Nicole, our niece who lives down the coast in Pesaro, calls us twice a day. She teaches English down there, mostly to Italian high school kids preparing for vocational work. She cycles through a variety of subjects and their vocabularies. Last week it was continental drift and plate tectonics. Now she’s teaching them to talk, in English, about radioactive decay, which, she reports, is continuous and arbitrary. Why they need this language, I don’t know.
“It’s in the curriculum,” she says. “So I teach it.”
“How about half life? Carbon dating?”
“Oh yeah,” she says. “We’ll cover that too.”
“No,” she says. “More likely they’ll cut hair, work in auto repair and food service work. There’s also some design and art students.”
I suspect this vocabulary will have a half life. I know from experience.
So we wait. We hunker down (accovacciarci). We sit tight (siedici stretto). A few more days need to go by. I wonder if Covid will have a half life or if it will eventually kill us all. We’re going home to another surge.
Tizi finishes Artemisia and moves on to La Dama della Laguna. On the cover I see: “Anno Domini 807, foce del fiume Padus. In seguito a una violenta tempesta, le lagune di Comaclum restituiscono un antico sarcofago di piombo che custodisce, al suo interno, il corpo incorrotto di una fanciulla.”
Tizi is going back to Middle Ages, the time of Charlemagne. At the mouth of a river near Comacchio (where we have been!) the body of a girl in a lead sarcaophagus has been swept ashore. Perhaps this too will be a tale of bitterness and tenacity, of female rage.
I stay with Faulkner, enjoying the lush passages that take me back to the US, into the South, which I do not know. His descriptions of nature, of small towns, of the mannerisms of country people, both high- and low-born, are vivid and memorable. But also, it hurts to read Faulkner. It hurts to revisit America’s original sin, which has a still-too-long half life, which he portrays in all its complexity. In Intruder in the Dust, Chick’s Uncle Gavin tells him:
“It will be finished; the shame will still be there of course but then the whole chronicle of man’s immortality is in the suffering he has endured, his struggle toward the stars in the stepping-stones of his expiations. Someday Lucas Beauchamp [will be able] to shoot a white man in the back with the same impunity to lynch-rope and gasoline as a white man. In time he will vote anywhen and anywhere a white man can vote and send his children to the same school anywhere the white man’s children go and travel anywhere the white man travels as the white man does it. But it won’t be next Tuesday.”
What day is this? Intruder was published in 1948. What day is this?
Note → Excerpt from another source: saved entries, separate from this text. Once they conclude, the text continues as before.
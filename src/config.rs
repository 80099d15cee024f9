use crate::model::Settings;
use anyhow::{Context, Result};
use std::env;
use std::fs;
use std::path::PathBuf;

const APP_DIR: &str = "tapedeck";
const SETTINGS_FILE: &str = "settings.json";
const LOG_FILE: &str = "tapedeck.log";

pub fn config_root() -> Result<PathBuf> {
    if let Ok(override_dir) = env::var("TAPEDECK_CONFIG_DIR") {
        return Ok(PathBuf::from(override_dir));
    }

    let home = env::var("HOME")
        .or_else(|_| env::var("USERPROFILE"))
        .context("neither HOME nor USERPROFILE is set")?;
    Ok(PathBuf::from(home).join(".config").join(APP_DIR))
}

pub fn settings_path() -> Result<PathBuf> {
    Ok(config_root()?.join(SETTINGS_FILE))
}

pub fn log_path() -> Result<PathBuf> {
    Ok(config_root()?.join(LOG_FILE))
}

pub fn ensure_config_dir() -> Result<PathBuf> {
    let root = config_root()?;
    fs::create_dir_all(&root).with_context(|| format!("failed to create {}", root.display()))?;
    Ok(root)
}

pub fn load_settings() -> Result<Settings> {
    let path = settings_path()?;
    if !path.exists() {
        return Ok(Settings::default());
    }

    let raw = fs::read_to_string(&path)
        .with_context(|| format!("failed to read settings file {}", path.display()))?;
    let settings: Settings = serde_json::from_str(&raw)
        .with_context(|| format!("failed to parse settings file {}", path.display()))?;
    Ok(settings)
}

pub fn save_settings(settings: &Settings) -> Result<()> {
    ensure_config_dir()?;
    let path = settings_path()?;
    let json = serde_json::to_string_pretty(settings)?;
    fs::write(&path, json).with_context(|| format!("failed to write {}", path.display()))?;
    Ok(())
}

#[cfg(test)]
mod tests {
    use super::*;
    use crate::effects::AmbienceKind;
    use tempfile::tempdir;

    #[test]
    fn save_and_load_round_trip() {
        let dir = tempdir().expect("tempdir");
        unsafe {
            env::set_var("TAPEDECK_CONFIG_DIR", dir.path().to_string_lossy().as_ref());
        }
        assert!(!settings_path().expect("path").exists());
        assert_eq!(load_settings().expect("defaults").lookahead, 2);

        let mut settings = Settings {
            keep_loaded: false,
            ..Settings::default()
        };
        settings.controls.set_ambience(AmbienceKind::Radio, 35);
        save_settings(&settings).expect("save");

        let loaded = load_settings().expect("load");
        assert!(!loaded.keep_loaded);
        assert_eq!(loaded.controls.ambience(AmbienceKind::Radio), 35);
        assert_eq!(log_path().expect("log"), dir.path().join(LOG_FILE));
    }
}
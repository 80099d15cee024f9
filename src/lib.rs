pub mod app;
pub mod config;
pub mod effects;
pub mod error;
pub mod event;
pub mod fetch;
pub mod manifest;
pub mod model;
pub mod player;
pub mod queue;
pub mod reconcile;
pub mod studio;
pub mod track;
pub mod ui;
use super::{
    EventId, FADE_STEP, INTENSITY, INTENSITY_MAX, PARAMETER_STEP, PlaybackState, SNAPSHOT_STEP,
    StopMode,
};
use std::collections::HashMap;

#[derive(Debug, Clone, Copy)]
struct Parameter {
    current: f32,
    target: f32,
}

#[derive(Debug, Default, Clone)]
pub(super) struct Parameters {
    values: HashMap<String, Parameter>,
}

impl Parameters {
    pub(super) fn get(&self, name: &str) -> f32 {
        if let Some(param) = self.values.get(name) {
            return param.current;
        }
        name.strip_suffix("Amount")
            .and_then(|stem| self.values.get(stem))
            .map_or(0.0, |param| param.current)
    }

    pub(super) fn written_amount(&self) -> Option<f32> {
        self.values
            .iter()
            .find(|(name, _)| name.ends_with("Amount"))
            .map(|(_, param)| param.current)
    }

    pub(super) fn set(&mut self, name: &str, value: f32, immediate: bool) {
        let param = self
            .values
            .entry(name.to_string())
            .or_insert(Parameter {
                current: value,
                target: value,
            });
        param.target = value;
        if immediate {
            param.current = value;
        }
    }

    fn advance(&mut self) {
        for param in self.values.values_mut() {
            let delta = param.target - param.current;
            if delta.abs() <= PARAMETER_STEP {
                param.current = param.target;
            } else {
                param.current += PARAMETER_STEP.copysign(delta);
            }
        }
    }
}

#[derive(Debug, Clone)]
pub(super) struct Instance {
    pub(super) event: EventId,
    pub(super) snapshot: bool,
    pub(super) state: PlaybackState,
    pub(super) paused: bool,
    pub(super) released: bool,
    pub(super) fade: f32,
    params: Parameters,
    intensity: f32,
    level: f32,
}

impl Instance {
    pub(super) fn new(event: EventId, snapshot: bool) -> Self {
        Self {
            event,
            snapshot,
            state: PlaybackState::Stopped,
            paused: false,
            released: false,
            fade: 1.0,
            params: Parameters::default(),
            intensity: 0.0,
            level: INTENSITY_MAX,
        }
    }

    pub(super) fn start(&mut self) {
        self.state = PlaybackState::Playing;
        self.fade = 1.0;
    }

    pub(super) fn stop(&mut self, mode: StopMode) {
        match mode {
            StopMode::Immediate => self.finish(),
            StopMode::AllowFadeout if self.state == PlaybackState::Playing => {
                self.state = PlaybackState::Stopping;
            }
            StopMode::AllowFadeout => {}
        }
    }

    pub(super) fn finish(&mut self) {
        self.state = PlaybackState::Stopped;
        self.fade = 0.0;
        self.intensity = 0.0;
    }

    pub(super) fn parameter(&self, name: &str) -> f32 {
        if self.snapshot && name == INTENSITY {
            self.intensity
        } else {
            self.params.get(name)
        }
    }

    pub(super) fn set_parameter(&mut self, name: &str, value: f32, immediate: bool) {
        if self.snapshot && name == INTENSITY {
            self.level = value.clamp(0.0, INTENSITY_MAX);
            if immediate && self.state == PlaybackState::Playing {
                self.intensity = self.level;
            }
        } else {
            self.params.set(name, value, immediate);
        }
    }

    pub(super) fn params(&self) -> &Parameters {
        &self.params
    }

    pub(super) fn gain(&self) -> f32 {
        match self.state {
            PlaybackState::Stopped => 0.0,
            _ => self.fade,
        }
    }

    pub(super) fn advance(&mut self) {
        self.params.advance();
        if self.paused {
            return;
        }

        match self.state {
            PlaybackState::Playing if self.snapshot => {
                self.intensity = step_toward(self.intensity, self.level, SNAPSHOT_STEP);
            }
            PlaybackState::Stopping if self.snapshot => {
                self.intensity = (self.intensity - SNAPSHOT_STEP).max(0.0);
                if self.intensity <= 0.0 {
                    self.finish();
                }
            }
            PlaybackState::Stopping => {
                self.fade = (self.fade - FADE_STEP).max(0.0);
                if self.fade <= 0.0 {
                    self.finish();
                }
            }
            PlaybackState::Playing | PlaybackState::Stopped => {}
        }
    }
}

fn step_toward(current: f32, target: f32, step: f32) -> f32 {
    let delta = target - current;
    if delta.abs() <= step {
        target
    } else {
        current + step.copysign(delta)
    }
}

#[cfg(test)]
mod tests {
    use super::*;

    #[test]
    fn interpolated_parameter_moves_one_step_per_advance() {
        let mut instance = Instance::new(EventId(1), false);
        instance.set_parameter("Grit", 0.0, true);
        instance.set_parameter("Grit", 1.0, false);
        assert_eq!(instance.parameter("Grit"), 0.0);

        instance.advance();
        assert!((instance.parameter("Grit") - PARAMETER_STEP).abs() < 1e-6);
    }

    #[test]
    fn amount_readback_mirrors_control_parameter() {
        let mut instance = Instance::new(EventId(1), false);
        instance.set_parameter("Chops", 0.4, true);
        assert_eq!(instance.parameter("ChopsAmount"), 0.4);
        assert_eq!(instance.parameter("Unwritten"), 0.0);
    }

    #[test]
    fn snapshot_intensity_ramps_up_and_fades_out() {
        let mut snapshot = Instance::new(EventId(2), true);
        snapshot.start();
        for _ in 0..10 {
            snapshot.advance();
        }
        assert_eq!(snapshot.parameter(INTENSITY), INTENSITY_MAX);

        snapshot.stop(StopMode::AllowFadeout);
        assert_eq!(snapshot.state, PlaybackState::Stopping);
        for _ in 0..10 {
            snapshot.advance();
        }
        assert_eq!(snapshot.state, PlaybackState::Stopped);
        assert_eq!(snapshot.parameter(INTENSITY), 0.0);
    }

    #[test]
    fn paused_instance_holds_its_fade() {
        let mut instance = Instance::new(EventId(3), false);
        instance.start();
        instance.stop(StopMode::AllowFadeout);
        instance.paused = true;
        instance.advance();
        assert_eq!(instance.fade, 1.0);
        assert_eq!(instance.state, PlaybackState::Stopping);
    }
}
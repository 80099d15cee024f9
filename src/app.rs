use crate::config;
use crate::effects::AmbienceKind;
use crate::error::EngineError;
use crate::fetch::{AssetLoader, FsAssetSource};
use crate::model::Settings;
use crate::player::Player;
use crate::studio::{MemoryStudio, RodioStudio, StudioEngine};
use crate::ui::{self, CONTROLS, Control};
use anyhow::Result;
use crossterm::event::{self, Event, KeyCode, KeyEvent, KeyEventKind, KeyModifiers};
use crossterm::execute;
use crossterm::terminal::{
    EnterAlternateScreen, LeaveAlternateScreen, disable_raw_mode, enable_raw_mode,
};
use ratatui::Terminal;
use ratatui::backend::CrosstermBackend;
use std::io::stdout;
use std::sync::Arc;
use std::time::{Duration, Instant};

const TICK: Duration = Duration::from_millis(20);
const REDRAW: Duration = Duration::from_millis(250);
const STEP: i16 = 5;
const FINE_STEP: i16 = 1;

#[derive(Debug, Clone, Copy, PartialEq, Eq)]
enum Flow {
    Continue,
    Save,
    Quit,
}

fn open_engine(settings: &Settings) -> Box<dyn StudioEngine> {
    if settings.null_audio {
        log::info!("audio output disabled");
        return Box::new(MemoryStudio::new());
    }
    match RodioStudio::new() {
        Ok(engine) => Box::new(engine),
        Err(err) => {
            log::warn!("no audio output, running silent: {err}");
            Box::new(MemoryStudio::new())
        }
    }
}

pub fn run(mut settings: Settings) -> Result<()> {
    let mut engine = open_engine(&settings);
    let source = Arc::new(FsAssetSource::new(settings.asset_root.clone()));
    let loader = AssetLoader::new(source, Duration::from_millis(settings.fetch_timeout_ms));
    let mut player = Player::new(&settings, loader);
    player.start(&mut *engine)?;

    enable_raw_mode()?;
    let mut out = stdout();
    execute!(out, EnterAlternateScreen)?;
    let backend = CrosstermBackend::new(out);
    let mut terminal = Terminal::new(backend)?;
    terminal.clear()?;

    let mut selected = 0;
    let mut last_draw = Instant::now();

    let result: Result<()> = loop {
        if let Err(err) = player.tick(&mut *engine) {
            log::error!("engine failure: {err}");
            break Err(err.into());
        }

        if player.dirty || last_draw.elapsed() > REDRAW {
            terminal.draw(|frame| ui::draw(frame, &player, &*engine, selected))?;
            player.dirty = false;
            last_draw = Instant::now();
        }

        if !event::poll(TICK)? {
            continue;
        }
        let Event::Key(key) = event::read()? else {
            continue;
        };
        if key.kind != KeyEventKind::Press {
            continue;
        }

        match handle_key(&mut player, &mut *engine, &mut selected, key) {
            Ok(Flow::Continue) => {}
            Ok(Flow::Save) => {
                settings.controls = *player.controls();
                player.status = match config::save_settings(&settings) {
                    Ok(()) => String::from("Settings saved"),
                    Err(err) => format!("save error: {err:#}"),
                };
                player.dirty = true;
            }
            Ok(Flow::Quit) => break Ok(()),
            Err(err) => {
                log::error!("engine failure: {err}");
                break Err(err.into());
            }
        }
    };

    disable_raw_mode()?;
    execute!(terminal.backend_mut(), LeaveAlternateScreen)?;
    terminal.show_cursor()?;
    settings.controls = *player.controls();
    let save_result = config::save_settings(&settings);
    result?;
    save_result?;
    Ok(())
}

fn handle_key(
    player: &mut Player,
    engine: &mut dyn StudioEngine,
    selected: &mut usize,
    key: KeyEvent,
) -> Result<Flow, EngineError> {
    match key.code {
        KeyCode::Char('c') if key.modifiers.contains(KeyModifiers::CONTROL) => {
            return Ok(Flow::Quit);
        }
        KeyCode::Char('q') => return Ok(Flow::Quit),
        KeyCode::Char('s') => return Ok(Flow::Save),
        KeyCode::Char(' ') => player.toggle_pause(engine)?,
        KeyCode::Char('n') | KeyCode::Right => player.next_track(engine, true)?,
        KeyCode::Char('p') | KeyCode::Left => player.last_track(engine, true)?,
        KeyCode::Char(digit @ '1'..='4') => {
            let index = usize::from(digit as u8 - b'1');
            player.toggle_ambience(engine, AmbienceKind::ALL[index])?;
        }
        KeyCode::Down => {
            *selected = (*selected + 1) % CONTROLS.len();
            player.dirty = true;
        }
        KeyCode::Up => {
            *selected = (*selected + CONTROLS.len() - 1) % CONTROLS.len();
            player.dirty = true;
        }
        KeyCode::Char('+') | KeyCode::Char('=') => adjust(player, engine, *selected, STEP)?,
        KeyCode::Char('-') => adjust(player, engine, *selected, -STEP)?,
        KeyCode::Char(']') => adjust(player, engine, *selected, FINE_STEP)?,
        KeyCode::Char('[') => adjust(player, engine, *selected, -FINE_STEP)?,
        KeyCode::Char('r') => player.retry_failed(),
        _ => {}
    }
    Ok(Flow::Continue)
}

fn adjust(
    player: &mut Player,
    engine: &mut dyn StudioEngine,
    selected: usize,
    delta: i16,
) -> Result<(), EngineError> {
    let step = |raw: u8| (i16::from(raw) + delta).clamp(0, 100) as u8;
    match CONTROLS[selected % CONTROLS.len()] {
        Control::Effect(kind) => {
            let raw = step(player.controls().effect(kind));
            player.set_effect(kind, raw);
            player.status = format!("{} {raw}", kind.label());
        }
        Control::Ambience(kind) => {
            let raw = step(player.controls().ambience(kind));
            player.set_ambience_amount(engine, kind, raw)?;
            player.status = format!("{} amount {raw}", kind.label());
        }
    }
    Ok(())
}

#[cfg(test)]
mod tests {
    use super::*;
    use crate::effects::EffectKind;
    use crate::fetch::MemoryAssetSource;

    fn key(code: KeyCode) -> KeyEvent {
        KeyEvent::new(code, KeyModifiers::NONE)
    }

    fn started() -> (Player, MemoryStudio) {
        let source = MemoryAssetSource::new().with_asset("ambience/vinyl.ogg", vec![1_u8; 4]);
        let loader = AssetLoader::new(Arc::new(source), Duration::from_secs(1));
        let mut player = Player::new(&Settings::default(), loader);
        let mut studio = MemoryStudio::new();
        player.start(&mut studio).expect("start");
        (player, studio)
    }

    #[test]
    fn quit_and_save_keys_end_in_flow_changes() {
        let (mut player, mut studio) = started();
        let mut selected = 0;
        let flow = handle_key(&mut player, &mut studio, &mut selected, key(KeyCode::Char('q')));
        assert_eq!(flow, Ok(Flow::Quit));

        let ctrl_c = KeyEvent::new(KeyCode::Char('c'), KeyModifiers::CONTROL);
        assert_eq!(
            handle_key(&mut player, &mut studio, &mut selected, ctrl_c),
            Ok(Flow::Quit)
        );
        assert_eq!(
            handle_key(&mut player, &mut studio, &mut selected, key(KeyCode::Char('s'))),
            Ok(Flow::Save)
        );
    }

    #[test]
    fn selection_wraps_in_both_directions() {
        let (mut player, mut studio) = started();
        let mut selected = 0;
        handle_key(&mut player, &mut studio, &mut selected, key(KeyCode::Up)).expect("up");
        assert_eq!(selected, CONTROLS.len() - 1);
        handle_key(&mut player, &mut studio, &mut selected, key(KeyCode::Down)).expect("down");
        assert_eq!(selected, 0);
    }

    #[test]
    fn plus_and_minus_step_the_selected_effect() {
        let (mut player, mut studio) = started();
        let mut selected = 0;
        handle_key(&mut player, &mut studio, &mut selected, key(KeyCode::Char('+'))).expect("+");
        handle_key(&mut player, &mut studio, &mut selected, key(KeyCode::Char(']'))).expect("]");
        assert_eq!(player.controls().effect(EffectKind::Grit), 6);

        for _ in 0..5 {
            handle_key(&mut player, &mut studio, &mut selected, key(KeyCode::Char('-')))
                .expect("-");
        }
        assert_eq!(player.controls().effect(EffectKind::Grit), 0);
    }

    #[test]
    fn ambience_amount_is_capped_at_one_hundred() {
        let (mut player, mut studio) = started();
        let mut selected = CONTROLS.len() - 1;
        handle_key(&mut player, &mut studio, &mut selected, key(KeyCode::Char('+'))).expect("+");
        assert_eq!(player.controls().ambience(AmbienceKind::Radio), 100);
    }

    #[test]
    fn digit_keys_toggle_ambience_layers() {
        let (mut player, mut studio) = started();
        let mut selected = 0;
        handle_key(&mut player, &mut studio, &mut selected, key(KeyCode::Char('2'))).expect("2");
        assert!(player.ambience_active(&studio, AmbienceKind::Vinyl));

        handle_key(&mut player, &mut studio, &mut selected, key(KeyCode::Char('1'))).expect("1");
        assert!(player.status.contains("unavailable"));
    }
}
On Easter, our fifth day of isolamento, we go to the beach twice. The door to the balcony immediately below ours is open. In the late afternoon I hear the voices of Mr. Riccardi and his wife and family, finished with dinner. He’s one of the twelve, a man with a quick laugh and an old dachshund named Otto he walks along the shoulder of the road below our apartment. I listen to the familiar rise and fall of the language. They’re laughing. The smell of coffee drifts upward. They’ve made a day of it.
Behind the apartment, on the hills above the green zone, fields of grain are being ruffled by the wind. The breeze sweeps across them, creating gentle waves. The phone rings. Marisa, a cousin’s wife, describes their dinner. She is always voluble, always speaking at a pace that strains my understanding. But I hang in there before passing the phone, listening, catching most of it. I tell her about Luca’s generosity, about the caciotta that Consueolo of Acquaviva brought us, about our afternoon at the beach.
We’re waiting. Just a few more days and we’ll go home.